The Italian I know is limited, and also dialect form, not exactly proper. _ Mala _I think comes from _malandrino_ meaning bad or naughty. Your phrase has a very negative connotation to it. cattivello comes from cattivo, correct? Which I think means evil or very wicked. I have hard it used, but it sounded very negative. Can you clue us in as to how you will be using this phrase?? Natives proably have much better thoughts on this than I. Let's see what they have to say.

Sweet T.


----------



## twosassi

Sure...I am Italian and getting a tattoo on my lower back which i want to say "NAUGHTY GIRL"  in italian...it is in a sexual manner...


----------



## mimitabby

okay, found it
how about BIRICHINA?


----------



## twosassi

I think BIRICHINA is more in a prankster translation...but if i am wrong..let me know..!!


----------



## twosassi

Ok lets try that one since i am not getting too much feedback on the other...this is a phrase sexually based for a tattoo....Nasty Girl....thanks for your help....


----------



## Alfry

twosassi said:
			
		

> Ok lets try that one since i am not getting too much feedback on the other...this is a phrase sexually based for a tattoo....Nasty Girl....thanks for your help....


 
would you like a translation of "nasty girl"?

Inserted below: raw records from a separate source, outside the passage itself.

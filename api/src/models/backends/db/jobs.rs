//! The redis backed job manager for clipforge

use bb8_redis::redis::cmd;
use chrono::prelude::*;
use std::collections::HashMap;
use tracing::{Level, event, instrument};
use uuid::Uuid;

use super::keys::JobKeys;
use crate::models::{Job, JobOutput, JobStatus};
use crate::utils::{ApiError, Shared};
use crate::{bad, conn, not_found, query, serialize};

/// The reply shape of the claim pipeline in [`pop`]
type ClaimData = (HashMap<String, String>, u64, u64, u64, u64);

/// Builds a [`redis::Pipeline`] with the commands to write a [`Job`] record
///
/// Only fields that are set are written; optional fields stay absent so
/// deserialization can round trip them as `None`.
///
/// # Arguments
///
/// * `pipe` - The Redis [`redis::Pipeline`] to build ontop of
/// * `cast` - The job to write to redis
/// * `shared` - Shared clipforge objects
#[rustfmt::skip]
pub fn build<'a>(
    pipe: &'a mut redis::Pipeline,
    cast: &Job,
    shared: &Shared,
) -> Result<&'a mut redis::Pipeline, ApiError> {
    // build the key to this jobs record
    let data = JobKeys::status(&cast.id, shared);
    // write the required fields for this job
    pipe.cmd("hset").arg(&data).arg("id").arg(cast.id.to_string())
        .cmd("hset").arg(&data).arg("status").arg(cast.status.as_str())
        .cmd("hset").arg(&data).arg("output_url").arg(&cast.output_url)
        .cmd("hset").arg(&data).arg("preset").arg(cast.preset.as_str())
        .cmd("hset").arg(&data).arg("retries").arg(cast.retries)
        .cmd("hset").arg(&data).arg("created_at").arg(cast.created_at.timestamp_millis());
    // write the optional scalar fields if they are set
    if let Some(input_key) = &cast.input_key {
        pipe.cmd("hset").arg(&data).arg("input_key").arg(input_key);
    }
    if let Some(input_url) = &cast.input_url {
        pipe.cmd("hset").arg(&data).arg("input_url").arg(input_url);
    }
    if let Some(webhook_url) = &cast.webhook_url {
        pipe.cmd("hset").arg(&data).arg("webhook_url").arg(webhook_url);
    }
    if let Some(machine) = &cast.machine {
        pipe.cmd("hset").arg(&data).arg("machine").arg(machine);
    }
    if let Some(error) = &cast.error {
        pipe.cmd("hset").arg(&data).arg("error").arg(error);
    }
    if let Some(duration) = &cast.duration {
        pipe.cmd("hset").arg(&data).arg("duration").arg(*duration);
    }
    // composite fields are stored as json strings
    if let Some(qualities) = &cast.output_qualities {
        pipe.cmd("hset").arg(&data).arg("output_qualities").arg(serialize!(qualities));
    }
    if let Some(outputs) = &cast.outputs {
        pipe.cmd("hset").arg(&data).arg("outputs").arg(serialize!(outputs));
    }
    if let Some(r2_config) = &cast.r2_config {
        pipe.cmd("hset").arg(&data).arg("r2_config").arg(serialize!(r2_config));
    }
    // timestamps are stored as base 10 ms integers
    if let Some(uploaded_at) = &cast.uploaded_at {
        pipe.cmd("hset").arg(&data).arg("uploaded_at").arg(uploaded_at.timestamp_millis());
    }
    if let Some(queued_at) = &cast.queued_at {
        pipe.cmd("hset").arg(&data).arg("queued_at").arg(queued_at.timestamp_millis());
    }
    if let Some(started_at) = &cast.started_at {
        pipe.cmd("hset").arg(&data).arg("started_at").arg(started_at.timestamp_millis());
    }
    if let Some(completed_at) = &cast.completed_at {
        pipe.cmd("hset").arg(&data).arg("completed_at").arg(completed_at.timestamp_millis());
    }
    // records expire so abandoned jobs eventually age out
    pipe.cmd("expire").arg(&data).arg(shared.config.clipforge.limits.job_status_ttl);
    Ok(pipe)
}

/// Write a job record without queueing it
///
/// This is the upload path; the job sits in `uploading` until its input
/// lands and the event handler queues it.
///
/// # Arguments
///
/// * `job` - The job to write to redis
/// * `shared` - Shared clipforge objects
#[instrument(name = "db::jobs::create", skip_all, fields(job = job.id.to_string()), err(Debug))]
pub async fn create(job: &Job, shared: &Shared) -> Result<(), ApiError> {
    // build the pipeline that writes this jobs record
    let mut pipe = redis::pipe();
    build(&mut pipe, job, shared)?;
    // execute it atomically so readers never see half a record
    let _: () = pipe.atomic().query_async(conn!(shared)).await?;
    Ok(())
}

/// Write a job record and add it to the pending queue
///
/// # Arguments
///
/// * `job` - The job to enqueue
/// * `shared` - Shared clipforge objects
#[instrument(name = "db::jobs::enqueue", skip_all, fields(job = job.id.to_string()), err(Debug))]
pub async fn enqueue(job: &Job, shared: &Shared) -> Result<(), ApiError> {
    // the queue score is the moment this job became pending
    let score = job.queued_at.unwrap_or(job.created_at).timestamp_millis();
    // build the pipeline that writes this jobs record
    let mut pipe = redis::pipe();
    build(&mut pipe, job, shared)?;
    // and adds it to the pending queue
    pipe.cmd("zadd")
        .arg(JobKeys::pending(shared))
        .arg(score)
        .arg(job.id.to_string());
    let _: () = pipe.atomic().query_async(conn!(shared)).await?;
    Ok(())
}

/// Gets a job from the redis backend
///
/// # Arguments
///
/// * `id` - The id of the job to retrieve
/// * `shared` - Shared clipforge objects
#[instrument(name = "db::jobs::get", skip_all, fields(job = id.to_string()), err(Debug))]
pub async fn get(id: &Uuid, shared: &Shared) -> Result<Job, ApiError> {
    // build key to job data
    let data_key = JobKeys::status(id, shared);
    // get all fields containing our job record
    let raw: HashMap<String, String> = query!(cmd("hgetall").arg(&data_key), shared).await?;
    if raw.contains_key("id") {
        Job::from_data(raw)
    } else {
        not_found!(format!("job {} has no data", &id))
    }
}

/// Gets a job by its raw record key if one still exists
///
/// # Arguments
///
/// * `key` - The full record key to read
/// * `shared` - Shared clipforge objects
#[instrument(name = "db::jobs::get_by_key", skip_all, err(Debug))]
pub async fn get_by_key(key: &str, shared: &Shared) -> Result<Option<Job>, ApiError> {
    // get all fields containing our job record
    let raw: HashMap<String, String> = query!(cmd("hgetall").arg(key), shared).await?;
    if raw.contains_key("id") {
        Ok(Some(Job::from_data(raw)?))
    } else {
        Ok(None)
    }
}

/// Pops the oldest pending job and binds it to a machine
///
/// Returns None when the queue is empty. An orphaned queue member whose
/// record has expired is unbound again and surfaced as a 404 so the worker
/// can poll again.
///
/// # Arguments
///
/// * `machine` - The machine that is claiming a job
/// * `shared` - Shared clipforge objects
#[rustfmt::skip]
#[instrument(name = "db::jobs::pop", skip(shared), err(Debug))]
pub async fn pop(machine: &str, shared: &Shared) -> Result<Option<Job>, ApiError> {
    // claim the pending job with the lowest score
    let raw_claim: Vec<(String, f64)> =
        query!(cmd("zpopmin").arg(JobKeys::pending(shared)), shared).await?;
    // if the queue was empty then there is nothing to do
    let Some((raw_id, _score)) = raw_claim.first() else {
        return Ok(None);
    };
    let id = Uuid::parse_str(raw_id)?;
    let now = Utc::now();
    // build the key to this jobs record
    let data = JobKeys::status(&id, shared);
    // read this jobs record and bind it to this machine in one round trip
    let mut pipe = redis::pipe();
    pipe.cmd("hgetall").arg(&data)
        .cmd("hset").arg(&data).arg("status").arg(JobStatus::Running.as_str())
        .cmd("hset").arg(&data).arg("machine").arg(machine)
        .cmd("hset").arg(&data).arg("started_at").arg(now.timestamp_millis())
        .cmd("hset").arg(JobKeys::active(shared)).arg(id.to_string()).arg(machine);
    let claim: ClaimData = pipe.atomic().query_async(conn!(shared)).await?;
    // an orphaned queue member has no record anymore
    if claim.0.is_empty() {
        // log that we found a job that is missing data
        event!(Level::ERROR, msg = "Missing job data", job = id.to_string());
        // unbind the orphan so it does not linger in the active map
        let mut pipe = redis::pipe();
        pipe.cmd("del").arg(&data)
            .cmd("hdel").arg(JobKeys::active(shared)).arg(id.to_string());
        let _: () = pipe.atomic().query_async(conn!(shared)).await?;
        return not_found!(format!("job {} has no data", id));
    }
    // the record we read predates the claim writes so patch the claim in
    let mut job = Job::from_data(claim.0)?;
    job.status = JobStatus::Running;
    job.machine = Some(machine.to_owned());
    job.started_at = Some(now);
    Ok(Some(job))
}

/// Marks a job completed and unbinds it from its machine
///
/// # Arguments
///
/// * `id` - The id of the job that completed
/// * `outputs` - The outputs this job produced if any were reported
/// * `duration` - How long the transcode took if it was reported
/// * `shared` - Shared clipforge objects
#[rustfmt::skip]
#[instrument(name = "db::jobs::complete", skip(outputs, duration, shared), err(Debug))]
pub async fn complete(
    id: &Uuid,
    outputs: Option<&[JobOutput]>,
    duration: Option<f64>,
    shared: &Shared,
) -> Result<(), ApiError> {
    // build the key to this jobs record
    let data = JobKeys::status(id, shared);
    let mut pipe = redis::pipe();
    pipe.cmd("hset").arg(&data).arg("status").arg(JobStatus::Completed.as_str())
        .cmd("hset").arg(&data).arg("completed_at").arg(Utc::now().timestamp_millis());
    if let Some(outputs) = outputs {
        pipe.cmd("hset").arg(&data).arg("outputs").arg(serialize!(outputs));
    }
    if let Some(duration) = duration {
        pipe.cmd("hset").arg(&data).arg("duration").arg(duration);
    }
    // drop this job from the active map
    pipe.cmd("hdel").arg(JobKeys::active(shared)).arg(id.to_string());
    let _: () = pipe.atomic().query_async(conn!(shared)).await?;
    Ok(())
}

/// Marks a job failed and unbinds it from its machine
///
/// # Arguments
///
/// * `id` - The id of the job that failed
/// * `error` - The error this job failed with
/// * `shared` - Shared clipforge objects
#[rustfmt::skip]
#[instrument(name = "db::jobs::fail", skip(error, shared), err(Debug))]
pub async fn fail(id: &Uuid, error: &str, shared: &Shared) -> Result<(), ApiError> {
    // build the key to this jobs record
    let data = JobKeys::status(id, shared);
    let mut pipe = redis::pipe();
    pipe.cmd("hset").arg(&data).arg("status").arg(JobStatus::Failed.as_str())
        .cmd("hset").arg(&data).arg("completed_at").arg(Utc::now().timestamp_millis())
        .cmd("hset").arg(&data).arg("error").arg(error)
        .cmd("hdel").arg(JobKeys::active(shared)).arg(id.to_string());
    let _: () = pipe.atomic().query_async(conn!(shared)).await?;
    Ok(())
}

/// Requeues a job unless its retries are exhausted
///
/// Returns false when the job was failed with "Max retries exceeded"
/// instead of being requeued.
///
/// # Arguments
///
/// * `id` - The id of the job to requeue
/// * `shared` - Shared clipforge objects
#[rustfmt::skip]
#[instrument(name = "db::jobs::requeue", skip(shared), err(Debug))]
pub async fn requeue(id: &Uuid, shared: &Shared) -> Result<bool, ApiError> {
    // read the current retry count
    let job = get(id, shared).await?;
    // jobs out of retries fail instead of requeueing
    if job.retries >= shared.config.clipforge.limits.max_job_retries {
        fail(id, "Max retries exceeded", shared).await?;
        return Ok(false);
    }
    let now = Utc::now().timestamp_millis();
    // build the key to this jobs record
    let data = JobKeys::status(id, shared);
    let mut pipe = redis::pipe();
    pipe.cmd("zadd").arg(JobKeys::pending(shared)).arg(now).arg(id.to_string())
        .cmd("hset").arg(&data).arg("status").arg(JobStatus::Pending.as_str())
        .cmd("hset").arg(&data).arg("retries").arg(job.retries + 1)
        .cmd("hset").arg(&data).arg("queued_at").arg(now)
        .cmd("hdel").arg(&data).arg("machine")
        .cmd("hdel").arg(JobKeys::active(shared)).arg(id.to_string());
    let _: () = pipe.atomic().query_async(conn!(shared)).await?;
    Ok(true)
}

/// Moves a stuck uploading job back to pending once its input exists
///
/// The record is re-read inside the pipeline callers build so the sweep can
/// confirm it is still uploading before calling this.
///
/// # Arguments
///
/// * `id` - The id of the job to recover
/// * `input_url` - The canonical url the input can now be downloaded from
/// * `shared` - Shared clipforge objects
#[rustfmt::skip]
#[instrument(name = "db::jobs::recover_upload", skip(input_url, shared), err(Debug))]
pub async fn recover_upload(id: &Uuid, input_url: &str, shared: &Shared) -> Result<(), ApiError> {
    let now = Utc::now().timestamp_millis();
    // build the key to this jobs record
    let data = JobKeys::status(id, shared);
    let mut pipe = redis::pipe();
    pipe.cmd("hset").arg(&data).arg("status").arg(JobStatus::Pending.as_str())
        .cmd("hset").arg(&data).arg("input_url").arg(input_url)
        .cmd("hset").arg(&data).arg("uploaded_at").arg(now)
        .cmd("hset").arg(&data).arg("queued_at").arg(now)
        .cmd("zadd").arg(JobKeys::pending(shared)).arg(now).arg(id.to_string());
    let _: () = pipe.atomic().query_async(conn!(shared)).await?;
    Ok(())
}

/// Counts the jobs waiting on a worker
///
/// # Arguments
///
/// * `shared` - Shared clipforge objects
#[instrument(name = "db::jobs::pending_count", skip_all, err(Debug))]
pub async fn pending_count(shared: &Shared) -> Result<u64, ApiError> {
    let count: u64 = query!(cmd("zcard").arg(JobKeys::pending(shared)), shared).await?;
    Ok(count)
}

/// Gets the current binding of in flight jobs to machines
///
/// # Arguments
///
/// * `shared` - Shared clipforge objects
#[instrument(name = "db::jobs::active_jobs", skip_all, err(Debug))]
pub async fn active_jobs(shared: &Shared) -> Result<HashMap<Uuid, String>, ApiError> {
    // read the whole active map
    let raw: HashMap<String, String> = query!(cmd("hgetall").arg(JobKeys::active(shared)), shared).await?;
    // parse the job ids, surfacing corrupt entries instead of hiding them
    let mut active = HashMap::with_capacity(raw.len());
    for (raw_id, machine) in raw {
        match Uuid::parse_str(&raw_id) {
            Ok(id) => {
                active.insert(id, machine);
            }
            Err(error) => {
                return bad!(format!("Corrupt active map entry {}: {}", raw_id, error));
            }
        }
    }
    Ok(active)
}

/// Scan a page of job record keys for the stuck upload sweep
///
/// # Arguments
///
/// * `cursor` - The scan cursor to resume from
/// * `count` - The scan count hint
/// * `shared` - Shared clipforge objects
#[instrument(name = "db::jobs::scan_status_keys", skip(shared), err(Debug))]
pub async fn scan_status_keys(
    cursor: u64,
    count: u64,
    shared: &Shared,
) -> Result<(u64, Vec<String>), ApiError> {
    // match only job record keys under our namespace
    let pattern = format!("{}*", JobKeys::status_prefix(shared));
    let reply: (u64, Vec<String>) = query!(
        cmd("scan")
            .arg(cursor)
            .arg("MATCH")
            .arg(&pattern)
            .arg("COUNT")
            .arg(count),
        shared
    )
    .await?;
    Ok(reply)
}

in a sensual context it could be "ragazza indecente" or svergognata, impudica, lasciva, oscena, sconcia or simply cattiva


----------



## mzsweeett

Alfry said:
			
		

> would you like a translation of "nasty girl"?
> 
> in a sensual context it could be "ragazza indecente" or svergognata, impudica, lasciva, oscena, sconcia or simply cattiva


I like your suggestions Alfry. Svergognata may be better as it is going on her lower back for a tattoo. 
It suggests that she is proud as well.

Sweet T.


----------



## twosassi

Ok Alfry...thank you so much...!! So if i want to get the tattoo saying "ragazza lasciva" then it would mean nasty girl...correct..? i dont want to be going around with the incorrect meaning on my back.....


----------



## twosassi

Thank you as well mzsweeett....I do not know which one to do now!!! ha ha...what is the exact meaning of svergognata..??


----------



## Alfry

twosassi said:
			
		

> Ok Alfry...thank you so much...!! So if i want to get the tattoo saying "ragazza lasciva" then it would mean nasty girl...correct..? i dont want to be going around with the incorrect meaning on my back.....


 
yes... but I strongly advise you to wait for other hints  a tatoo is almost forever


----------



## mzsweeett

twosassi said:
			
		

> Ok Alfry...thank you so much...!! So if i want to get the tattoo saying "ragazza lasciva" then it would mean nasty girl...correct..? i dont want to be going around with the incorrect meaning on my back.....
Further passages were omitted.